In Local 1012, the SEIU alleged that the County had unilaterally eliminated a past practice of allowing District Attorney’s Office employees to have flexible schedules to help employees with childcare responsibilities. PERB noted that while employees had been permitted to come in late and make up time during lunch, management did not have any knowledge of the practice and never authorized it. A senior clerical worker (non-management) had apparently authorized the practice without expressly discussing it with management first. While management may have become aware of the practice, they never authorized it and thus it could not be considered a past practice.
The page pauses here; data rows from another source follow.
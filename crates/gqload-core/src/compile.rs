//! Per-record operation compilation and batch document assembly.
//!
//! Each input record becomes at most one aliased operation; records that
//! cannot satisfy a required argument are discarded, never fatal. The
//! emitter joins the survivors under the root keyword and the caller gets
//! a [`Diagnostics`] value describing what happened to every record.

use crate::coerce::{coerce, Coerced};
use crate::mapping::FieldMapping;
use crate::schema::{FieldDef, ParsedSchema, TypeDescriptor};
use serde::Serialize;
use serde_json::Value;

/// One input row: field name to raw value.
pub type Record = serde_json::Map<String, Value>;

/// Root operation keyword wrapping every batch document.
pub const MUTATION_ROOT: &str = "mutation";

/// An argument name with its classified type, computed once per run.
#[derive(Debug, Clone)]
pub struct ClassifiedArgument {
    pub name: String,
    pub ty: TypeDescriptor,
}

/// Classify every declared argument of `field`, in declaration order.
pub fn classify_arguments(field: &FieldDef) -> Vec<ClassifiedArgument> {
    field
        .arguments
        .iter()
        .map(|a| ClassifiedArgument {
            name: a.name.clone(),
            ty: TypeDescriptor::of(&a.ty),
        })
        .collect()
}

/// A list-typed value that never became a sequence and was emitted as-is.
#[derive(Debug, Clone, Serialize)]
pub struct ParseWarning {
    pub record: usize,
    pub argument: String,
    pub value: String,
}

/// A record excluded from the document, with the field names that failed
/// to supply its required arguments.
#[derive(Debug, Clone, Serialize)]
pub struct SkippedRecord {
    pub record: usize,
    pub missing: Vec<String>,
}

/// One record's compiled operation.
///
/// The alias is a pure function of the record's input index, so surviving
/// aliases never shift when other records are discarded.
#[derive(Debug, Clone)]
pub struct CompiledOperation {
    pub alias: String,
    pub arguments: Vec<String>,
    pub satisfied: bool,
    pub missing: Vec<String>,
    pub warnings: Vec<ParseWarning>,
}

pub fn compile_record(
    record: &Record,
    index: usize,
    arguments: &[ClassifiedArgument],
    mapping: &FieldMapping,
    delimiter: &str,
) -> CompiledOperation {
    let mut op = CompiledOperation {
        alias: format!("_{}", index),
        arguments: Vec::new(),
        satisfied: true,
        missing: Vec::new(),
        warnings: Vec::new(),
    };

    for arg in arguments {
        let field = mapping.resolve(&arg.name);
        let raw = record.get(field);

        // Once a required argument is missing the record is discarded
        // regardless; keep collecting missing-field names but skip the
        // literal work.
        if !op.satisfied {
            if arg.ty.is_required && matches!(raw, None | Some(Value::Null)) {
                op.missing.push(field.to_string());
            }
            continue;
        }

        match coerce(raw, &arg.ty, delimiter) {
            Coerced::Literal(text) => {
                op.arguments.push(format!("{}: {}", arg.name, text));
            }
            Coerced::ScalarForList(text) => {
                op.warnings.push(ParseWarning {
                    record: index,
                    argument: arg.name.clone(),
                    value: text.clone(),
                });
                op.arguments.push(format!("{}: {}", arg.name, text));
            }
            Coerced::Omit => {}
            Coerced::RequiredViolation => {
                op.satisfied = false;
                op.missing.push(field.to_string());
            }
        }
    }

    op
}

/// The field selection appended to every operation, computed once per run.
///
/// Object-shaped return types select their first `ID`-typed field, falling
/// back to their first declared field; scalar returns select nothing.
pub fn return_selection(schema: &ParsedSchema, field: &FieldDef) -> String {
    let Some(object) = schema.object(field.ty.base_name()) else {
        return String::new();
    };
    let Some(first) = object.fields.first() else {
        return String::new();
    };
    let picked = object
        .fields
        .iter()
        .find(|f| f.ty.base_name() == "ID")
        .unwrap_or(first);
    format!("{{ {} }}", picked.name)
}

/// Join the satisfied operations, in input order, under `root_kind`.
///
/// Zero survivors still produce the wrapper with an empty body; whether an
/// empty batch is worth sending is the caller's decision.
pub fn emit_document(
    operations: &[CompiledOperation],
    field_name: &str,
    root_kind: &str,
    return_selection: &str,
) -> String {
    let body: Vec<String> = operations
        .iter()
        .filter(|op| op.satisfied)
        .map(|op| {
            format!(
                "{} : {} ( {} ) {}",
                op.alias,
                field_name,
                op.arguments.join(","),
                return_selection
            )
        })
        .collect();
    format!("{} {{ \n{}\n}}", root_kind, body.join("\n"))
}

/// Structured facts about one compilation run, for the caller to render.
#[derive(Debug, Clone, Default, Serialize)]
pub struct Diagnostics {
    pub records: usize,
    pub satisfied: usize,
    pub discarded: usize,
    pub skipped: Vec<SkippedRecord>,
    pub warnings: Vec<ParseWarning>,
}

/// Compile every record against one mutation field and emit the batch
/// document.
pub fn compile_document(
    schema: &ParsedSchema,
    field: &FieldDef,
    records: &[Record],
    mapping: &FieldMapping,
    delimiter: &str,
) -> (String, Diagnostics) {
    let arguments = classify_arguments(field);
    let selection = return_selection(schema, field);

    let operations: Vec<CompiledOperation> = records
        .iter()
        .enumerate()
        .map(|(index, record)| compile_record(record, index, &arguments, mapping, delimiter))
        .collect();

    let mut diagnostics = Diagnostics {
        records: records.len(),
        ..Diagnostics::default()
    };
    for (index, op) in operations.iter().enumerate() {
        if op.satisfied {
            diagnostics.satisfied += 1;
        } else {
            diagnostics.discarded += 1;
            diagnostics.skipped.push(SkippedRecord {
                record: index,
                missing: op.missing.clone(),
            });
        }
        diagnostics.warnings.extend(op.warnings.iter().cloned());
    }

    let document = emit_document(&operations, &field.name, MUTATION_ROOT, &selection);
    (document, diagnostics)
}
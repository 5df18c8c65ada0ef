mod commands;
mod config;
mod output;
mod sources;

use clap::{Parser, Subcommand};
use std::path::PathBuf;

/// gqload — bulk-load CSV/JSON data into a GraphQL endpoint
#[derive(Debug, Parser)]
#[command(name = "gqload", version, about)]
struct Cli {
    /// Path to the project config file.
    #[arg(long, global = true, default_value = ".graphqlconfig")]
    config: PathBuf,

    /// Output format. Auto-detected if not specified (human for terminal, json for pipe).
    #[arg(long, global = true)]
    format: Option<output::Format>,

    #[command(subcommand)]
    command: Command,
}

#[derive(Debug, Subcommand)]
enum Command {
    /// Compile a CSV or JSON file into one batch mutation and send it.
    Load(commands::load::LoadCmd),
    /// List the mutations the configured schema offers.
    Mutations,
}

#[tokio::main]
async fn main() {
    let cli = Cli::parse();
    let format = output::resolve_format(cli.format);

    let result = match cli.command {
        Command::Load(cmd) => commands::load::run(cmd, &cli.config, format).await,
        Command::Mutations => commands::mutations::run(&cli.config, format),
    };

    if let Err(e) = result {
        eprintln!("Error: {}", e);
        std::process::exit(1);
    }
}
//! `.graphqlconfig` project configuration.
//!
//! The file is JSON: a `schemaPath` plus `extensions.endpoints` (name to
//! URL or `{ url, headers }`) and `extensions.load` defaults for the load
//! command. Relative paths resolve against the config file's directory.

use anyhow::{bail, Context};
use gqload_core::{Endpoint, ParsedSchema};
use serde::Deserialize;
use std::collections::BTreeMap;
use std::path::{Path, PathBuf};

#[derive(Debug, Deserialize)]
#[serde(rename_all = "camelCase")]
pub struct ProjectConfig {
    #[serde(default)]
    schema_path: Option<String>,
    #[serde(default)]
    pub extensions: Extensions,
    #[serde(skip)]
    base_dir: PathBuf,
}

#[derive(Debug, Default, Deserialize)]
pub struct Extensions {
    #[serde(default)]
    pub endpoints: BTreeMap<String, EndpointConfig>,
    #[serde(default)]
    pub load: LoadOptions,
}

/// An endpoint entry: a bare URL string or a full object.
#[derive(Debug, Clone, Deserialize)]
#[serde(untagged)]
pub enum EndpointConfig {
    Url(String),
    Full {
        url: String,
        #[serde(default)]
        headers: BTreeMap<String, String>,
    },
}

/// Defaults for the load command, all overridable by flags.
#[derive(Debug, Default, Deserialize)]
pub struct LoadOptions {
    pub csv: Option<String>,
    pub json: Option<String>,
    pub mutation: Option<String>,
    #[serde(default)]
    pub mapping: BTreeMap<String, String>,
    pub delim: Option<String>,
}

impl ProjectConfig {
    pub fn read(path: &Path) -> anyhow::Result<Self> {
        let text = std::fs::read_to_string(path)
            .with_context(|| format!("could not read config file {}", path.display()))?;
        let mut config: ProjectConfig = serde_json::from_str(&text)
            .with_context(|| format!("could not parse config file {}", path.display()))?;
        config.base_dir = path.parent().map(Path::to_path_buf).unwrap_or_default();
        Ok(config)
    }

    /// Resolve a possibly-relative path against the config file's directory.
    pub fn resolve_path(&self, file: &str) -> PathBuf {
        let path = Path::new(file);
        if path.is_absolute() {
            path.to_path_buf()
        } else {
            self.base_dir.join(path)
        }
    }

    /// Parse the configured schema file.
    pub fn load_schema(&self) -> anyhow::Result<ParsedSchema> {
        let Some(file) = &self.schema_path else {
            bail!("no schemaPath in config");
        };
        let path = self.resolve_path(file);
        let text = std::fs::read_to_string(&path)
            .with_context(|| format!("could not read schema {}", path.display()))?;
        Ok(gqload_core::schema::parse(&text)?)
    }

    /// Pick an endpoint by name, or the only configured one.
    pub fn endpoint(&self, name: Option<&str>) -> anyhow::Result<(String, Endpoint)> {
        let endpoints = &self.extensions.endpoints;
        if endpoints.is_empty() {
            bail!("no endpoints configured");
        }
        let names = || {
            endpoints
                .keys()
                .map(String::as_str)
                .collect::<Vec<_>>()
                .join(", ")
        };
        let (key, entry) = match name {
            Some(n) => {
                let entry = endpoints.get(n).ok_or_else(|| {
                    anyhow::anyhow!("endpoint \"{}\" not found; configured: {}", n, names())
                })?;
                (n.to_string(), entry)
            }
            None => {
                if endpoints.len() > 1 {
                    bail!(
                        "several endpoints configured ({}); pick one with --endpoint",
                        names()
                    );
                }
                let (k, v) = endpoints.iter().next().unwrap();
                (k.clone(), v)
            }
        };
        let endpoint = match entry {
            EndpointConfig::Url(url) => Endpoint::resolve(url, &BTreeMap::new())?,
            EndpointConfig::Full { url, headers } => Endpoint::resolve(url, headers)?,
        };
        Ok((key, endpoint))
    }
}
use super::*;

#[test]
fn dry_run_prints_the_document_and_skips_bad_rows() {
    let dir = fixture_project();
    gqload_in(&dir)
        .args(["load", "--dry-run"])
        .assert()
        .success()
        .stdout(predicate::str::contains("mutation { "))
        .stdout(predicate::str::contains(
            "_0 : createItem ( name: \"Widget\",tags: [\"red\",\"blue\"],ownerId: \"42\" ) { id }",
        ))
        .stdout(predicate::str::contains("_1 :").not())
        .stderr(predicate::str::contains("Record 1 skipped"))
        .stderr(predicate::str::contains("Compiled 1 of 2 records"));
}

#[test]
fn mapping_flag_feeds_argument_from_renamed_column() {
    let dir = fixture_project();
    std::fs::write(dir.path().join("renamed.csv"), "sku,ownerId\nGadget,7\n").unwrap();

    gqload_in(&dir)
        .args(["load", "--mapping", r#"{"sku": "name"}"#, "--dry-run", "--csv"])
        .arg(dir.path().join("renamed.csv"))
        .assert()
        .success()
        .stdout(predicate::str::contains("name: \"Gadget\""))
        .stdout(predicate::str::contains("tags:").not())
        .stderr(predicate::str::contains("Using mapping"));
}

#[test]
fn custom_delimiter_splits_lists() {
    let dir = fixture_project();
    std::fs::write(
        dir.path().join("pipes.csv"),
        "name,tags,ownerId\nWidget,red|blue,42\n",
    )
    .unwrap();

    gqload_in(&dir)
        .args(["load", "--delim", "|", "--dry-run", "--csv"])
        .arg(dir.path().join("pipes.csv"))
        .assert()
        .success()
        .stdout(predicate::str::contains("tags: [\"red\",\"blue\"]"));
}

#[test]
fn missing_config_file_fails() {
    gqload()
        .args(["--config", "/nonexistent/.graphqlconfig", "load", "--dry-run"])
        .assert()
        .failure()
        .stderr(predicate::str::contains("could not read config file"));
}

#[test]
fn invalid_mapping_json_fails() {
    let dir = fixture_project();
    gqload_in(&dir)
        .args(["load", "--mapping", "not json", "--dry-run"])
        .assert()
        .failure()
        .stderr(predicate::str::contains("Invalid mapping"));
}

#[test]
fn unknown_mutation_lists_available_ones() {
    let dir = fixture_project();
    gqload_in(&dir)
        .args(["load", "--mutation", "createWidget", "--dry-run"])
        .assert()
        .failure()
        .stderr(predicate::str::contains("\"createWidget\" not found"))
        .stderr(predicate::str::contains("createItem"));
}

#[test]
fn no_record_source_fails() {
    let dir = fixture_project();
    std::fs::write(
        dir.path().join(".graphqlconfig"),
        r#"{
            "schemaPath": "schema.graphql",
            "extensions": {
                "endpoints": { "dev": "http://localhost:1/graphql" },
                "load": { "mutation": "createItem" }
            }
        }"#,
    )
    .unwrap();

    gqload_in(&dir)
        .args(["load", "--dry-run"])
        .assert()
        .failure()
        .stderr(predicate::str::contains("no csv or json file"));
}

#[test]
fn json_source_loads_preparsed_values() {
    let dir = fixture_project();
    std::fs::write(
        dir.path().join("data.json"),
        r#"[{"name": "Widget", "tags": ["red", "blue"], "ownerId": 42}]"#,
    )
    .unwrap();

    gqload_in(&dir)
        .args(["load", "--dry-run", "--json"])
        .arg(dir.path().join("data.json"))
        .assert()
        .success()
        .stdout(predicate::str::contains("tags: [\"red\",\"blue\"]"))
        .stdout(predicate::str::contains("ownerId: \"42\""));
}

#[test]
fn list_parse_warning_is_surfaced_not_fatal() {
    let dir = fixture_project();
    std::fs::write(
        dir.path().join("solo.csv"),
        "name,tags,ownerId\nWidget,solo,42\n",
    )
    .unwrap();

    gqload_in(&dir)
        .args(["load", "--dry-run", "--csv"])
        .arg(dir.path().join("solo.csv"))
        .assert()
        .success()
        .stdout(predicate::str::contains("tags: \"solo\""))
        .stderr(predicate::str::contains("is not a list"));
}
This allowed management to lawfully eliminate the flexible scheduling.
This case sets a troubling precedent that allows management to get away with eliminating or changing workplace policies informally implemented by managers by allowing them to claim that they never explicitly authorized it, even if they were aware of it. This creates a backdoor way for less scrupulous employers to implement unpopular policies or eliminate employee-friendly policies by doing so on an informal basis and thus, avoiding the duty to bargain over such changes.
In Montebello City Employees Assn. v. City of Montebello, PERB ruled that a union failed to prove an unfair labor practice where a unilateral change of policy changing the job duties of two employees. PERB also clarified that the proper test for an alleged unilateral change of policy is a five element test for per se violations of the duty to bargain, not a totality of the circumstances test.
The Union brought an unfair practice charge against the city alleging that they unilaterally changed the duties of clerical assistants effectively requiring that they do additional work without a change in classification or pay. PERB found that the change was at most an isolated departure from the status quo with no generalized effect or continuing impact on the terms and conditions of employment. Additionally, the city later stripped the affected employees of the extra duties when it could not get a reclassification approved for budgetary reasons. Thus there was no continuing impact on the terms and conditions of employment except for one or two isolated cases where the employees still had increased duties.